Let us not split hairs. This decision, made by the principal of Immaculate Heart of Mary School, Teri Grosey, was silly enough to make you weep. A picture of a smiling Jalyn last December shows him with conservative, tapered hair about a half-inch longer on top than on his closely sheared sides.
If Jalyn was “unduly influencing the student body,” then the last mohawk my father fashioned for me would have been enough to incite a mass scalping of my teachers.

Public school

Jalyn and his older brother Noah have since transferred to public school. But the spat over the haircut now has resulted in a complaint by the family with U.S. Department of Education’s Office for Civil Rights.

Arguing that white and Asian kids were allowed similar haircuts, Jalyn’s family says the school district discriminated against the African-American kindergartner. The family wants a refund of tuition for the two kids, about $16,000.
With lawyers involved, a fair amount of common sense has exited stage right. The legal argument centers on the details of civil rights law, the characteristics of white and African-American hair and the history of federal funding.
For what it’s worth, the school bans a “faux hawk” cut, which is essentially a mohawk with the spiking hair brushed or glued together in the middle. (Think soccer player David Beckham in his punk phase.)
According to the complaint, principal Grosey told Jalyn’s mother, Mariana Broussard, that her son’s haircut fell within that ban. Broussard has vigorously disagreed, pointing out that the “modern fade” is worn by other Immaculate Heart students. I’ve seen pictures: Broussard is right.

Tough job

Let us grant that a private school has a right to set its own standards. Let us grant, too, that being a principal is a tough job. Nonetheless, the heart of this issue is not the law, or the policy, or even the precise characteristics of hair.

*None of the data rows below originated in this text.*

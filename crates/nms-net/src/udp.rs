//! tokio UDP endpoint.
//!
//! Three tasks per socket: a reader pushing datagrams into a bounded queue,
//! a writer draining the [`ChannelTransport`] queue, and one processing loop
//! that owns the protocol state and handles datagrams strictly in arrival
//! order. Nothing in the protocol path takes a lock.

use std::io;
use std::net::{Ipv4Addr, SocketAddr};
use std::sync::Arc;
use std::time::{Duration, Instant};

use nms_core::wire::MAX_FRAME_SIZE;
use tokio::net::UdpSocket;
use tokio::sync::{mpsc, oneshot};
use tokio::task::JoinHandle;
use tokio::time::MissedTickBehavior;
use tracing::{debug, info, warn};

use crate::agent::Agent;
use crate::server::Server;
use crate::transport::{ChannelTransport, Outbound, Transport};

/// Datagrams buffered between the reader and the processing loop.
const INBOUND_QUEUE: usize = 1024;

/// How long `close` waits for queued replies (KYS) to flush.
const FLUSH_GRACE: Duration = Duration::from_millis(250);

/// Protocol state driven by an endpoint's processing loop.
pub trait DatagramHandler: Send + 'static {
    fn on_datagram(&mut self, buf: &[u8], from: SocketAddr, now: Instant);

    /// Periodic housekeeping.
    fn on_tick(&mut self, _now: Instant) {}

    /// The endpoint is shutting down.
    fn on_close(&mut self) {}
}

impl<T: Transport + Send + 'static> DatagramHandler for Server<T> {
    fn on_datagram(&mut self, buf: &[u8], from: SocketAddr, now: Instant) {
        self.handle_datagram(buf, from, now);
    }

    fn on_tick(&mut self, now: Instant) {
        self.expire(now);
    }

    fn on_close(&mut self) {
        self.close();
    }
}

impl<T: Transport + Send + 'static> DatagramHandler for Agent<T> {
    fn on_datagram(&mut self, buf: &[u8], from: SocketAddr, _now: Instant) {
        self.handle_datagram(buf, from);
    }

    fn on_close(&mut self) {
        self.close();
    }
}

pub struct UdpEndpoint {
    local: SocketAddr,
    socket: Arc<UdpSocket>,
    out_tx: mpsc::UnboundedSender<Outbound>,
    writer: JoinHandle<()>,
    reader: Option<JoinHandle<()>>,
    processor: Option<(oneshot::Sender<()>, JoinHandle<()>)>,
}

impl UdpEndpoint {
    /// Bind `addr` and start the writer.
    pub async fn bind(addr: SocketAddr) -> io::Result<Self> {
        let socket = Arc::new(UdpSocket::bind(addr).await?);
        let local = socket.local_addr()?;
        let (out_tx, out_rx) = mpsc::unbounded_channel();
        let writer = tokio::spawn(write_loop(Arc::clone(&socket), out_rx));
        info!(%local, "udp endpoint bound");
        Ok(Self {
            local,
            socket,
            out_tx,
            writer,
            reader: None,
            processor: None,
        })
    }

    /// Bind every interface on `port`.
    pub async fn listen(port: u16) -> io::Result<Self> {
        Self::bind(SocketAddr::from((Ipv4Addr::UNSPECIFIED, port))).await
    }

    pub fn local_addr(&self) -> SocketAddr {
        self.local
    }

    /// Outbound handle for the protocol layers.
    pub fn transport(&self) -> ChannelTransport {
        ChannelTransport::new(self.out_tx.clone())
    }

    pub fn is_running(&self) -> bool {
        self.processor.is_some()
    }

    /// Start receiving into `handler`. `tick` paces its housekeeping.
    ///
    /// # Errors
    /// `AlreadyExists` if a handler is already running.
    pub fn spawn<H: DatagramHandler>(&mut self, mut handler: H, tick: Duration) -> io::Result<()> {
        if self.processor.is_some() {
            return Err(io::Error::new(
                io::ErrorKind::AlreadyExists,
                "endpoint already has a handler",
            ));
        }

        let (in_tx, mut in_rx) = mpsc::channel::<(Vec<u8>, SocketAddr)>(INBOUND_QUEUE);
        self.reader = Some(tokio::spawn(read_loop(Arc::clone(&self.socket), in_tx)));

        let (stop_tx, mut stop_rx) = oneshot::channel::<()>();
        let processor = tokio::spawn(async move {
            let mut ticker = tokio::time::interval(tick);
            ticker.set_missed_tick_behavior(MissedTickBehavior::Delay);
            loop {
                tokio::select! {
                    _ = &mut stop_rx => break,
                    msg = in_rx.recv() => match msg {
                        Some((buf, from)) => handler.on_datagram(&buf, from, Instant::now()),
                        None => break,
                    },
                    _ = ticker.tick() => handler.on_tick(Instant::now()),
                }
            }
            handler.on_close();
        });
        self.processor = Some((stop_tx, processor));
        Ok(())
    }

    /// Stop all tasks, let the handler discard its sessions, release the socket.
    pub async fn close(mut self) {
        if let Some(reader) = self.reader.take() {
            reader.abort();
            let _ = reader.await;
        }
        if let Some((stop, processor)) = self.processor.take() {
            let _ = stop.send(());
            if let Err(e) = processor.await {
                warn!("processing loop ended abnormally: {e}");
            }
        }

        // Senders held elsewhere keep the writer alive; give it a moment to
        // flush what the handler queued on close, then stop it.
        drop(self.out_tx);
        if tokio::time::timeout(FLUSH_GRACE, &mut self.writer).await.is_err() {
            self.writer.abort();
        }
        info!(local = %self.local, "udp endpoint closed");
    }
}

async fn read_loop(socket: Arc<UdpSocket>, inbound: mpsc::Sender<(Vec<u8>, SocketAddr)>) {
    let mut buf = vec![0u8; MAX_FRAME_SIZE];
    loop {
        match socket.recv_from(&mut buf).await {
            Ok((n, from)) => {
                debug!(%from, len = n, "recv");
                if inbound.send((buf[..n].to_vec(), from)).await.is_err() {
                    break;
                }
            }
            // ICMP errors from an earlier send surface here on some platforms.
            Err(e) => warn!("udp recv error: {e}"),
        }
    }
}

async fn write_loop(socket: Arc<UdpSocket>, mut outbound: mpsc::UnboundedReceiver<Outbound>) {
    while let Some((bytes, to)) = outbound.recv().await {
        if bytes.len() > MAX_FRAME_SIZE {
            warn!(%to, len = bytes.len(), "datagram too large, dropped");
            continue;
        }
        if let Err(e) = socket.send_to(&bytes, to).await {
            warn!(%to, "udp send error: {e}");
        }
    }
}

#[cfg(test)]
mod tests {
    use super::*;

    struct Echo;

    impl DatagramHandler for Echo {
        fn on_datagram(&mut self, _buf: &[u8], _from: SocketAddr, _now: Instant) {}
    }

    #[tokio::test]
    async fn spawn_twice_is_rejected() {
        let mut ep = UdpEndpoint::bind("127.0.0.1:0".parse().unwrap()).await.unwrap();
        assert_ne!(ep.local_addr().port(), 0);
        ep.spawn(Echo, Duration::from_millis(50)).unwrap();
        assert!(ep.is_running());
        assert_eq!(
            ep.spawn(Echo, Duration::from_millis(50)).unwrap_err().kind(),
            io::ErrorKind::AlreadyExists
        );
        ep.close().await;
    }

    #[tokio::test]
    async fn close_releases_the_port() {
        let ep = UdpEndpoint::bind("127.0.0.1:0".parse().unwrap()).await.unwrap();
        let addr = ep.local_addr();
        ep.close().await;
        let again = UdpEndpoint::bind(addr).await.unwrap();
        again.close().await;
    }
}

The heart of the matter is common sense: There’s no way you can look at Jalyn’s haircut and decide that it was “unduly influencing the student body,” even given the vagueness of the prohibition. It’s short, stylish and far from extreme.
Maybe that’s why neither the school nor a spokesman for the Archdiocese of San Francisco responded when a reporter forwarded a photo of Jalyn’s December haircut. They know it was a bad call.